Speaker
Description
Since the past several decades, poor water solubility of existing and new drugs in the pipeline has remained a challenging issue for the pharmaceutical industry. These compounds have high therapeutic potential but are difficult to formulate as oral dosage forms due to their poor aqueous solubility. The use of conventional approaches such as solubilizing agents, salt formation, complexing agents, etc. have previously been successfully used to improve the solubility of several compounds. However, these approaches have inadequate applications due to their limited effectiveness of solubility enhancement, approved concentration of excipients, and various side effects associated with the excipients and cosolvents used in these approaches.
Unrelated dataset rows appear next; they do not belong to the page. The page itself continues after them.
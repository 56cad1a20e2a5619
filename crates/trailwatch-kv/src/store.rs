use std::time::Duration;

use async_trait::async_trait;
use redis::aio::MultiplexedConnection;
use tracing::info;

use crate::error::KvError;

/// Shared key/value store the workers coordinate through. The allow-list set
/// and the thread-root mappings both live here; nothing is cached in-process.
#[cfg_attr(any(test, feature = "testing"), mockall::automock)]
#[async_trait]
pub trait KvStore: Send + Sync {
    /// `SADDEX`: add members to a set with a per-member TTL, refreshing the
    /// TTL for members already present. Atomic per key.
    async fn sadd_ex(&self, key: &str, ttl: Duration, members: &[String]) -> Result<(), KvError>;

    /// `SMISMEMBER`: one boolean per queried member, in query order.
    async fn smismember(&self, key: &str, members: &[String]) -> Result<Vec<bool>, KvError>;

    /// `SET key value EX ttl`.
    async fn set_ex(&self, key: &str, ttl: Duration, value: &str) -> Result<(), KvError>;

    /// `GET`; a missing key is `None`, distinct from an empty string.
    async fn get(&self, key: &str) -> Result<Option<String>, KvError>;
}

/// Dragonfly-backed store. Dragonfly speaks the Redis protocol; `SADDEX` is
/// its extension for per-member set expiry.
pub struct RedisKvStore {
    client: redis::Client,
    default_timeout: Duration,
}

impl RedisKvStore {
    /// Connect and ping so that startup fails fast on a bad address.
    pub async fn connect(url: &str, default_timeout: Duration) -> Result<Self, KvError> {
        let client = redis::Client::open(url)?;

        let mut conn = client.get_multiplexed_async_connection().await?;
        redis::cmd("PING").query_async::<String>(&mut conn).await?;
        info!("connected to kv store");

        Ok(Self {
            client,
            default_timeout,
        })
    }

    async fn connection(&self) -> Result<MultiplexedConnection, KvError> {
        Ok(self.client.get_multiplexed_async_connection().await?)
    }

    async fn run<T: redis::FromRedisValue>(&self, cmd: redis::Cmd) -> Result<T, KvError> {
        let mut conn = self.connection().await?;
        match tokio::time::timeout(self.default_timeout, cmd.query_async(&mut conn)).await {
            Ok(result) => Ok(result?),
            Err(_) => Err(KvError::Timeout(self.default_timeout)),
        }
    }
}

#[async_trait]
impl KvStore for RedisKvStore {
    async fn sadd_ex(&self, key: &str, ttl: Duration, members: &[String]) -> Result<(), KvError> {
        let mut cmd = redis::cmd("SADDEX");
        cmd.arg(key).arg(ttl.as_secs());
        for member in members {
            cmd.arg(member);
        }
        self.run::<()>(cmd).await
    }

    async fn smismember(&self, key: &str, members: &[String]) -> Result<Vec<bool>, KvError> {
        let mut cmd = redis::cmd("SMISMEMBER");
        cmd.arg(key);
        for member in members {
            cmd.arg(member);
        }
        self.run(cmd).await
    }

    async fn set_ex(&self, key: &str, ttl: Duration, value: &str) -> Result<(), KvError> {
        let mut cmd = redis::cmd("SET");
        cmd.arg(key).arg(value).arg("EX").arg(ttl.as_secs());
        self.run::<()>(cmd).await
    }

    async fn get(&self, key: &str) -> Result<Option<String>, KvError> {
        let mut cmd = redis::cmd("GET");
        cmd.arg(key);
        self.run(cmd).await
    }
}
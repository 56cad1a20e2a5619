use std::sync::Arc;
use std::time::Duration;

use tracing::debug;
use trailwatch_domain::{talkgroup_from_tgid, ObjectKey, TalkgroupInformation};
use trailwatch_kv::KvStore;

use crate::domain::error::{WorkerError, WorkerResult};

/// The one shared set every worker consults. Members are TGIDs; each carries
/// its own TTL, refreshed on every admit.
pub const ALLOWED_TALKGROUPS_KEY: &str = "allowed_talkgroups";

/// A parsed key adorned with registry metadata. The registry lookup can miss
/// for talkgroups outside the watched system; handlers decide how to surface
/// that.
#[derive(Debug, Clone)]
pub struct AdornedKey {
    pub key: ObjectKey,
    pub talkgroup: Option<&'static TalkgroupInformation>,
}

/// Admission control over the expiring talkgroup set.
pub struct AllowListGate {
    kv: Arc<dyn KvStore>,
    dispatch_talkgroup: String,
}

impl AllowListGate {
    pub fn new(kv: Arc<dyn KvStore>, dispatch_talkgroup: String) -> Self {
        Self {
            kv,
            dispatch_talkgroup,
        }
    }

    /// Parse the key and decide whether its talkgroup is currently admitted.
    /// The dispatch talkgroup is always admitted without consulting the
    /// store; it is what activates tactical channels in the first place.
    pub async fn is_object_allowed(&self, raw_key: &str) -> WorkerResult<(bool, AdornedKey)> {
        let key = ObjectKey::parse(raw_key)?;
        let talkgroup = talkgroup_from_tgid(&key.talkgroup);
        let adorned = AdornedKey { key, talkgroup };

        if adorned.key.talkgroup == self.dispatch_talkgroup {
            return Ok((true, adorned));
        }

        let members = vec![adorned.key.talkgroup.clone()];
        let memberships = self.kv.smismember(ALLOWED_TALKGROUPS_KEY, &members).await?;
        if memberships.len() != 1 {
            return Err(WorkerError::MembershipArity {
                talkgroup: adorned.key.talkgroup.clone(),
                count: memberships.len(),
            });
        }

        debug!(
            talkgroup = %adorned.key.talkgroup,
            allowed = memberships[0],
            "checked allow-list membership"
        );
        Ok((memberships[0], adorned))
    }

    /// Admit a talkgroup for the activation window, refreshing its TTL if it
    /// is already present.
    pub async fn admit(&self, tgid: &str, ttl: Duration) -> WorkerResult<()> {
        self.kv
            .sadd_ex(ALLOWED_TALKGROUPS_KEY, ttl, &[tgid.to_string()])
            .await?;
        Ok(())
    }
}
/// Returns true when a dispatch call type denotes a trail rescue.
///
/// Call types arrive with inconsistent casing, word order, punctuation, and
/// the occasional transcription error ("train rescue", "trails fescue"), so
/// both words are matched within edit distance 2 rather than exactly.
pub fn call_is_trail_rescue(call_type: &str) -> bool {
    let call_type = call_type.to_lowercase();
    let words: Vec<&str> = call_type.split_whitespace().collect();

    let near = |target: &str| words.iter().any(|w| levenshtein_distance(w, target) <= 2);
    near("trail") && near("rescue")
}

fn levenshtein_distance(a: &str, b: &str) -> usize {
    if a == b {
        return 0;
    }
    if a.is_empty() {
        return b.chars().count();
    }
    if b.is_empty() {
        return a.chars().count();
    }

    let b_chars = b.chars().collect::<Vec<_>>();
    let mut previous = (0..=b_chars.len()).collect::<Vec<_>>();
    let mut current = vec![0; b_chars.len() + 1];

    for (i, left) in a.chars().enumerate() {
        current[0] = i + 1;
        for (j, right) in b_chars.iter().enumerate() {
            let substitution_cost = usize::from(left != *right);
            let deletion = previous[j + 1] + 1;
            let insertion = current[j] + 1;
            let substitution = previous[j] + substitution_cost;
            current[j + 1] = deletion.min(insertion).min(substitution);
        }
        previous.clone_from_slice(&current);
    }

    previous[b_chars.len()]
}

#[cfg(test)]
mod tests {
    use super::*;

    #[test]
    fn trail_rescue_variants_match() {
        for call_type in [
            "trail rescue",
            "TRAIL RESCUE",
            "Trail Rescue",
            "rescue trail",
            "emergency trail rescue operation",
            "Rescue - Trail",
            "Trail - Rescue",
            "train rescue",
            "trails fescue",
        ] {
            assert!(call_is_trail_rescue(call_type), "{call_type:?}");
        }
    }

    #[test]
    fn non_rescue_calls_do_not_match() {
        for call_type in ["rescue", "trail", "", "Aid Emergency", "snails rescue", "MVC"] {
            assert!(!call_is_trail_rescue(call_type), "{call_type:?}");
        }
    }

    #[test]
    fn distance_basics() {
        assert_eq!(levenshtein_distance("trail", "trail"), 0);
        assert_eq!(levenshtein_distance("train", "trail"), 1);
        assert_eq!(levenshtein_distance("snails", "trail"), 3);
        assert_eq!(levenshtein_distance("", "trail"), 5);
    }
}
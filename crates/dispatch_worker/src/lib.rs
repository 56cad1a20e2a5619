pub mod dispatch_worker;
pub mod domain;
pub mod worker;

pub use dispatch_worker::*;
pub use domain::*;
pub use worker::*;
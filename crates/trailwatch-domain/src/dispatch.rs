use serde::{Deserialize, Serialize};

/// One dispatch pulled out of a radio transmission by the language model.
#[derive(Debug, Clone, Serialize, Deserialize)]
pub struct DispatchMessage {
    pub call_type: String,
    /// Canonical form `TAC<digits>`, normalised by the model prompt.
    pub tac_channel: String,
    pub cleaned_transcription: String,
    /// Verbatim transcription the message was extracted from. Filled in by
    /// the parser client, not the model.
    #[serde(default)]
    pub transcription: String,
}

/// Every dispatch found in one transmission. A single transmission can
/// announce several incidents back to back, so this is an ordered list.
#[derive(Debug, Clone, Serialize, Deserialize)]
pub struct DispatchMessages {
    pub messages: Vec<DispatchMessage>,
    pub transcription: String,
}

/// ASR response for one uploaded recording; filename echoes the object key.
#[derive(Debug, Clone, Serialize, Deserialize)]
pub struct TranscriptionResponse {
    pub filename: String,
    pub transcription: String,
}
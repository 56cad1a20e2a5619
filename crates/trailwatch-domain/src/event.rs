use serde::{Deserialize, Serialize};

pub const EVENT_OBJECT_CREATED_PUT: &str = "ObjectCreated:Put";
pub const EVENT_OBJECT_CREATED_POST: &str = "ObjectCreated:Post";

/// S3 event notification envelope as delivered on the queue. One envelope
/// may carry several records.
#[derive(Debug, Clone, Serialize, Deserialize)]
pub struct EventEnvelope {
    #[serde(rename = "Records", default)]
    pub records: Vec<EventRecord>,
}

#[derive(Debug, Clone, Serialize, Deserialize)]
pub struct EventRecord {
    #[serde(rename = "eventName")]
    pub event_name: String,
    pub s3: S3Entity,
}

impl EventRecord {
    /// Only object-created events carry a new recording.
    pub fn is_object_created(&self) -> bool {
        self.event_name == EVENT_OBJECT_CREATED_PUT || self.event_name == EVENT_OBJECT_CREATED_POST
    }
}

#[derive(Debug, Clone, Serialize, Deserialize)]
pub struct S3Entity {
    #[serde(default)]
    pub bucket: S3Bucket,
    pub object: S3Object,
}

#[derive(Debug, Clone, Default, Serialize, Deserialize)]
pub struct S3Bucket {
    #[serde(default)]
    pub name: String,
}

#[derive(Debug, Clone, Serialize, Deserialize)]
pub struct S3Object {
    pub key: String,
}
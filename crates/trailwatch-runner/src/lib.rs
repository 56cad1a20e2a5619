//! Runs the worker fleet: every process gets the shared cancellation token,
//! SIGINT/SIGTERM cancels it, and the runner joins all processes before
//! executing cleanup with a bounded timeout.

use std::future::Future;
use std::pin::Pin;
use std::time::Duration;

use tokio::task::JoinSet;
use tokio_util::sync::CancellationToken;
use tracing::{debug, error, info};

type Process = Box<
    dyn FnOnce(CancellationToken) -> Pin<Box<dyn Future<Output = anyhow::Result<()>> + Send>>
        + Send,
>;

type Closer = Box<dyn FnOnce() -> Pin<Box<dyn Future<Output = anyhow::Result<()>> + Send>> + Send>;

pub struct Runner {
    processes: Vec<(String, Process)>,
    closers: Vec<Closer>,
    closer_timeout: Duration,
    token: CancellationToken,
}

impl Default for Runner {
    fn default() -> Self {
        Self::new()
    }
}

impl Runner {
    pub fn new() -> Self {
        Self {
            processes: Vec::new(),
            closers: Vec::new(),
            closer_timeout: Duration::from_secs(10),
            token: CancellationToken::new(),
        }
    }

    /// Add a long-running process. Processes run concurrently; a process
    /// returning an error cancels the rest.
    pub fn with_process<F, Fut>(mut self, name: impl Into<String>, process: F) -> Self
    where
        F: FnOnce(CancellationToken) -> Fut + Send + 'static,
        Fut: Future<Output = anyhow::Result<()>> + Send + 'static,
    {
        self.processes
            .push((name.into(), Box::new(|token| Box::pin(process(token)))));
        self
    }

    /// Add a cleanup function executed after every process has stopped.
    pub fn with_closer<F, Fut>(mut self, closer: F) -> Self
    where
        F: FnOnce() -> Fut + Send + 'static,
        Fut: Future<Output = anyhow::Result<()>> + Send + 'static,
    {
        self.closers.push(Box::new(|| Box::pin(closer())));
        self
    }

    pub fn with_closer_timeout(mut self, timeout: Duration) -> Self {
        self.closer_timeout = timeout;
        self
    }

    pub fn with_cancellation_token(mut self, token: CancellationToken) -> Self {
        self.token = token;
        self
    }

    /// Run until every process finishes. Exits the process: 0 after a
    /// signal-driven shutdown, 1 when a process failed.
    pub async fn run(self) {
        let token = self.token;
        let mut join_set = JoinSet::new();

        for (name, process) in self.processes {
            let process_token = token.clone();
            join_set.spawn(async move {
                let result = process(process_token).await;
                (name, result)
            });
        }

        spawn_signal_handler(token.clone());

        let mut first_error = None;
        while let Some(joined) = join_set.join_next().await {
            match joined {
                Ok((name, Ok(()))) => {
                    debug!(process = %name, "process completed");
                }
                Ok((name, Err(err))) => {
                    if !token.is_cancelled() {
                        error!(process = %name, error = %format!("{err:#}"), "process failed");
                        first_error = Some(err);
                        token.cancel();
                    }
                }
                Err(err) => {
                    error!(error = %err, "process panicked");
                    if !token.is_cancelled() {
                        token.cancel();
                    }
                }
            }
        }

        if !self.closers.is_empty() {
            info!(timeout = ?self.closer_timeout, "running closers");
            if tokio::time::timeout(self.closer_timeout, run_closers(self.closers))
                .await
                .is_err()
            {
                error!("closers timed out");
            }
        }

        if first_error.is_some() {
            std::process::exit(1);
        }
        info!("shutdown complete");
        std::process::exit(0);
    }
}

fn spawn_signal_handler(token: CancellationToken) {
    tokio::spawn(async move {
        #[cfg(unix)]
        {
            use tokio::signal::unix::{signal, SignalKind};
            let mut sigterm = match signal(SignalKind::terminate()) {
                Ok(sigterm) => sigterm,
                Err(err) => {
                    error!(error = %err, "failed to install SIGTERM handler");
                    return;
                }
            };
            tokio::select! {
                _ = tokio::signal::ctrl_c() => info!("received SIGINT"),
                _ = sigterm.recv() => info!("received SIGTERM"),
            }
        }
        #[cfg(not(unix))]
        {
            let _ = tokio::signal::ctrl_c().await;
            info!("received interrupt");
        }
        token.cancel();
    });
}

async fn run_closers(closers: Vec<Closer>) {
    let mut closer_set = JoinSet::new();
    for closer in closers {
        closer_set.spawn(closer());
    }

    while let Some(result) = closer_set.join_next().await {
        match result {
            Ok(Ok(())) => {}
            Ok(Err(err)) => error!(error = %format!("{err:#}"), "closer failed"),
            Err(err) => error!(error = %err, "closer panicked"),
        }
    }
}
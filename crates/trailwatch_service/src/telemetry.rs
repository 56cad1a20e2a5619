use anyhow::Result;
use opentelemetry::trace::TracerProvider;
use opentelemetry::KeyValue;
use opentelemetry_appender_tracing::layer::OpenTelemetryTracingBridge;
use opentelemetry_otlp::{LogExporter, WithExportConfig};
use opentelemetry_sdk::{
    logs::LoggerProvider,
    propagation::TraceContextPropagator,
    runtime,
    trace::{RandomIdGenerator, Sampler, TracerProvider as SdkTracerProvider},
    Resource,
};
use tracing_subscriber::{layer::SubscriberExt, util::SubscriberInitExt, EnvFilter};

pub struct TelemetryConfig {
    pub service_name: String,
    pub otel_endpoint: String,
    pub otel_enabled: bool,
    pub log_level: String,
}

/// Providers held until shutdown so pending spans and logs get flushed.
pub struct TelemetryProviders {
    tracer_provider: SdkTracerProvider,
    logger_provider: LoggerProvider,
}

/// Install the tracing subscriber. Always logs JSON to stdout; with OTLP
/// enabled, also exports spans and log records to the collector.
pub fn init_telemetry(config: &TelemetryConfig) -> Result<Option<TelemetryProviders>> {
    let env_filter =
        EnvFilter::try_from_default_env().unwrap_or_else(|_| EnvFilter::new(&config.log_level));

    let fmt_layer = tracing_subscriber::fmt::layer()
        .json()
        .with_span_list(true)
        .with_current_span(true);

    if !config.otel_enabled {
        tracing_subscriber::registry()
            .with(env_filter)
            .with(fmt_layer)
            .init();
        return Ok(None);
    }

    opentelemetry::global::set_text_map_propagator(TraceContextPropagator::new());

    let resource = Resource::new(vec![KeyValue::new(
        opentelemetry_semantic_conventions::resource::SERVICE_NAME,
        config.service_name.clone(),
    )]);

    let trace_exporter = opentelemetry_otlp::SpanExporter::builder()
        .with_tonic()
        .with_endpoint(&config.otel_endpoint)
        .build()?;

    let tracer_provider = SdkTracerProvider::builder()
        .with_batch_exporter(trace_exporter, runtime::Tokio)
        .with_sampler(Sampler::AlwaysOn)
        .with_id_generator(RandomIdGenerator::default())
        .with_resource(resource.clone())
        .build();

    let log_exporter = LogExporter::builder()
        .with_tonic()
        .with_endpoint(&config.otel_endpoint)
        .build()?;

    let logger_provider = LoggerProvider::builder()
        .with_batch_exporter(log_exporter, runtime::Tokio)
        .with_resource(resource)
        .build();

    let tracer = tracer_provider.tracer("trailwatch");

    tracing_subscriber::registry()
        .with(env_filter)
        .with(fmt_layer)
        .with(tracing_opentelemetry::layer().with_tracer(tracer))
        .with(OpenTelemetryTracingBridge::new(&logger_provider))
        .init();

    Ok(Some(TelemetryProviders {
        tracer_provider,
        logger_provider,
    }))
}

pub fn shutdown_telemetry(providers: Option<TelemetryProviders>) {
    let Some(providers) = providers else {
        return;
    };
    if let Err(e) = providers.tracer_provider.shutdown() {
        eprintln!("error shutting down tracer provider: {e:?}");
    }
    if let Err(e) = providers.logger_provider.shutdown() {
        eprintln!("error shutting down logger provider: {e:?}");
    }
}
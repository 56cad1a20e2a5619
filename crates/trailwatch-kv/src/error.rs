use std::time::Duration;

use thiserror::Error;

#[derive(Error, Debug)]
pub enum KvError {
    #[error("kv command failed: {0}")]
    Command(#[from] redis::RedisError),

    #[error("kv command timed out after {0:?}")]
    Timeout(Duration),
}
use std::time::Duration;

use async_trait::async_trait;
use serde_json::Value;
use thiserror::Error;

#[derive(Error, Debug)]
pub enum ChatError {
    #[error("failed to send chat request: {0}")]
    Request(String),

    #[error("chat api rejected message: {0}")]
    Api(String),

    #[error("chat api throttled, retry after {retry_after:?}")]
    RateLimited { retry_after: Duration },

    #[error("failed to decode chat response: {0}")]
    Decode(String),
}

/// A block-structured message bound for the configured channel.
#[derive(Debug, Clone)]
pub struct OutgoingMessage {
    pub blocks: Vec<Value>,
    /// Reply into this thread instead of posting top-level.
    pub thread_root: Option<String>,
    /// Also surface the threaded reply in the channel.
    pub broadcast: bool,
}

impl OutgoingMessage {
    pub fn top_level(blocks: Vec<Value>) -> Self {
        Self {
            blocks,
            thread_root: None,
            broadcast: false,
        }
    }

    pub fn reply(blocks: Vec<Value>, thread_root: &str) -> Self {
        Self {
            blocks,
            thread_root: Some(thread_root.to_string()),
            broadcast: false,
        }
    }

    pub fn broadcast_reply(blocks: Vec<Value>, thread_root: &str) -> Self {
        Self {
            blocks,
            thread_root: Some(thread_root.to_string()),
            broadcast: true,
        }
    }
}

/// Posts messages into the notification channel.
#[cfg_attr(any(test, feature = "testing"), mockall::automock)]
#[async_trait]
pub trait ChatPoster: Send + Sync {
    /// Post a message. The returned timestamp identifies the message; for a
    /// top-level post it is the thread root for subsequent replies.
    async fn post_message(&self, message: OutgoingMessage) -> Result<String, ChatError>;
}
Amorphous solid dispersions (ASD) have been one of the successful approach in enhancing the rate and extent of dissolution in drug product development process. These are the molecular mixtures of poor water soluble drugs with hydrophilic carriers, responsible for modulate drug release profile, and characterized by the reduction of drug particle size to a molecular level solubilizing or co-dissolving the drug in the soluble carriers. ASD can accelerate a project by improving dissolution rate and solubility, offering dose escalation flexibility and excipient acceptance for toxicology studies, as well as providing adequate preclinical and clinical exposure. This review summarizes methodologies of preparation, polymer selection and characterization of ASDs with brief insights on recent advances in the dissolution and supersaturation of these amorphous formulations.
Keywords: Amorphous solid dispersion, polymer selection, preparation, stability and characterization.